** Opening Record excerpts block **

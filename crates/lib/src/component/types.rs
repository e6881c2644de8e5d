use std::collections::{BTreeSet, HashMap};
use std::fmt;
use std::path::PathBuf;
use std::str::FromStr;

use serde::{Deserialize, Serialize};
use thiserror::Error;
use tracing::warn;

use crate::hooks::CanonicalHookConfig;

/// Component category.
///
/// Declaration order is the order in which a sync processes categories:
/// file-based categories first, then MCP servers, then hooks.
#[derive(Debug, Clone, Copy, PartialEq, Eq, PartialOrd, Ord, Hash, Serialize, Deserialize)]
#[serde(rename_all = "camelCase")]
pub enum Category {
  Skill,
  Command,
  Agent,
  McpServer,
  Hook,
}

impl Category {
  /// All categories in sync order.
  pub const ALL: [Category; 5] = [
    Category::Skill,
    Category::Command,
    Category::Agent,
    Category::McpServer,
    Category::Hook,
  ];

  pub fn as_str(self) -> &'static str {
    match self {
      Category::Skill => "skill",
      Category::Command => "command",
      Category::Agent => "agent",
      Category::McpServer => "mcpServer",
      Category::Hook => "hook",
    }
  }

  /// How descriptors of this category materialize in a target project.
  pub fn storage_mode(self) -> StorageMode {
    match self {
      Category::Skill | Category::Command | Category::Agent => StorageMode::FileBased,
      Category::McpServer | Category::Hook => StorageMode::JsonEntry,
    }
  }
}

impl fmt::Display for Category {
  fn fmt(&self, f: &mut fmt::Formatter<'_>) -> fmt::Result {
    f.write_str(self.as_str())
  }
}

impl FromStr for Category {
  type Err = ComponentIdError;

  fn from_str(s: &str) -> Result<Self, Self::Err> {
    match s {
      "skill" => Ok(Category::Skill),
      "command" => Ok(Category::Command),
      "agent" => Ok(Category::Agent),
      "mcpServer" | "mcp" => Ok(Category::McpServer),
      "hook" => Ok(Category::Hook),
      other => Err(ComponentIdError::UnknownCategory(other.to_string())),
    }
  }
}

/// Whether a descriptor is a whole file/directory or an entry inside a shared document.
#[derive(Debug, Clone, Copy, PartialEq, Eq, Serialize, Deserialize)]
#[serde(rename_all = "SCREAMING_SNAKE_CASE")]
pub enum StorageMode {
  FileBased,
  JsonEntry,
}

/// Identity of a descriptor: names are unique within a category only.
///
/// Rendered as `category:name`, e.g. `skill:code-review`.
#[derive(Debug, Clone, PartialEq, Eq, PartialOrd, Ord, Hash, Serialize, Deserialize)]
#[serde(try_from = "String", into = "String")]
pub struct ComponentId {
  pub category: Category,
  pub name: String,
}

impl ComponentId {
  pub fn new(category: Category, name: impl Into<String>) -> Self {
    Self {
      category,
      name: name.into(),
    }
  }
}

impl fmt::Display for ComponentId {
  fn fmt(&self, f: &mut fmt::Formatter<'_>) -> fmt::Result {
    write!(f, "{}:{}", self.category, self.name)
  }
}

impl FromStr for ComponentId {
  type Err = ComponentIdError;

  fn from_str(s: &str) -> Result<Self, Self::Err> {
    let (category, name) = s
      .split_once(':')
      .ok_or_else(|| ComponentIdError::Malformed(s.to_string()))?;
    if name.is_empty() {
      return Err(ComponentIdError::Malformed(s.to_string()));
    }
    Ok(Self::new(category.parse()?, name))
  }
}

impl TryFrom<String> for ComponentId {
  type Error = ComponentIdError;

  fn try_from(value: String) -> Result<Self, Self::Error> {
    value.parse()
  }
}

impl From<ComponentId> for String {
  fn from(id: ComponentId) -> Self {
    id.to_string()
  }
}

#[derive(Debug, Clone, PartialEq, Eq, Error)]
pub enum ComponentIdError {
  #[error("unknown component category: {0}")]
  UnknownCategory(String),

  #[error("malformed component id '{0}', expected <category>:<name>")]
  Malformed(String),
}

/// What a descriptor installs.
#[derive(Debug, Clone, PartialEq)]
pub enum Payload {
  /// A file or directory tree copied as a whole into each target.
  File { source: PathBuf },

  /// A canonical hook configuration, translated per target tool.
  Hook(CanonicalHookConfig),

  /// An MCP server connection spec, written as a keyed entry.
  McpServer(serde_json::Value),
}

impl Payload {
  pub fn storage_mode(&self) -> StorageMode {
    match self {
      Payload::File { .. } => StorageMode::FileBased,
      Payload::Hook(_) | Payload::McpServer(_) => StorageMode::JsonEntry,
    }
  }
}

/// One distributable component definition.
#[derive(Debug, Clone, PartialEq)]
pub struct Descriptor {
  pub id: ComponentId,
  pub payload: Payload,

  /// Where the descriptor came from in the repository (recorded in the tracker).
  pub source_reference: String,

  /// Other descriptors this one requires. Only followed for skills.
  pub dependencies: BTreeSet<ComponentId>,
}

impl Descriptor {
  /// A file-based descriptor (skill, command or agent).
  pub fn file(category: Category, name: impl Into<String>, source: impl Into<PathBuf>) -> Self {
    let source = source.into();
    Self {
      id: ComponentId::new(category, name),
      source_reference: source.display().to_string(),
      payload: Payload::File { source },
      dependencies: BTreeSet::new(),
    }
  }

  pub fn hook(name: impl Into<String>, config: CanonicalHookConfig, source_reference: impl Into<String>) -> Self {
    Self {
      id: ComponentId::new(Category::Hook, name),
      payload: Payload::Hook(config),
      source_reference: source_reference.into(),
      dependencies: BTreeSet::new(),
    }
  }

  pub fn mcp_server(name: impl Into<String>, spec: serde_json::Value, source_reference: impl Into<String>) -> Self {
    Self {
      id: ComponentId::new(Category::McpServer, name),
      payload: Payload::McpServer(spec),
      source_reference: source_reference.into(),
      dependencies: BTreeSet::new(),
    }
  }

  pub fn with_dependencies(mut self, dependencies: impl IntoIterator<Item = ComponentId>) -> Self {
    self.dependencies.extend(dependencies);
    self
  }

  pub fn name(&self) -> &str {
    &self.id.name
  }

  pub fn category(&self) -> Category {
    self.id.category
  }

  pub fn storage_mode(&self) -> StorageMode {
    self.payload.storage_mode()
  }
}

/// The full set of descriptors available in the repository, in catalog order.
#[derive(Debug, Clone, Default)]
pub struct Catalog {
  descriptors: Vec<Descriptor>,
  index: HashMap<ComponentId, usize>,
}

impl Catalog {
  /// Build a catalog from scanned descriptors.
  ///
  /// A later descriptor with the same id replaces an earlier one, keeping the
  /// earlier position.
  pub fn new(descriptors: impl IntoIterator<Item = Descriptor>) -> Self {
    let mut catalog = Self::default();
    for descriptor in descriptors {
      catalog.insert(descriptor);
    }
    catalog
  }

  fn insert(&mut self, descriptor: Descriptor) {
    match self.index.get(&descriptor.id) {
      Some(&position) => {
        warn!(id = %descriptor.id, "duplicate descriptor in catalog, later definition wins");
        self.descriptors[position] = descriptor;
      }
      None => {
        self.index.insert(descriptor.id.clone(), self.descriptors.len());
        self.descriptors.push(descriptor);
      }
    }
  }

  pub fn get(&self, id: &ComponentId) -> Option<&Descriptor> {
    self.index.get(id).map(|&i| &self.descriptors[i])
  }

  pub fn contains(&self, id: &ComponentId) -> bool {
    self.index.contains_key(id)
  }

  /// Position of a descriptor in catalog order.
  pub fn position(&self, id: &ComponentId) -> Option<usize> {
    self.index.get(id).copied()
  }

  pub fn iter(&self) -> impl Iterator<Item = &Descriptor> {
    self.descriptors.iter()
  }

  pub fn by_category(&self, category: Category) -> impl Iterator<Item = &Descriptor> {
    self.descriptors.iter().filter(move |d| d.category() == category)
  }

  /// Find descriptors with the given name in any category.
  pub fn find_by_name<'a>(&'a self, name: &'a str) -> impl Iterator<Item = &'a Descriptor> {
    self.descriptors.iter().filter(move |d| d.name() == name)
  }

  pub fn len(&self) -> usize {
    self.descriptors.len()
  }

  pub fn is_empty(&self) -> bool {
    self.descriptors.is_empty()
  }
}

** Closing Record excerpts block **

▶ [Aim of the exercise] Filter the records for the string "Deserialize" and copy every line that holds it.

▶ [Your response]
use serde::{Deserialize, Serialize};
#[derive(Debug, Clone, Copy, PartialEq, Eq, PartialOrd, Ord, Hash, Serialize, Deserialize)]
#[derive(Debug, Clone, Copy, PartialEq, Eq, Serialize, Deserialize)]
#[derive(Debug, Clone, PartialEq, Eq, PartialOrd, Ord, Hash, Serialize, Deserialize)]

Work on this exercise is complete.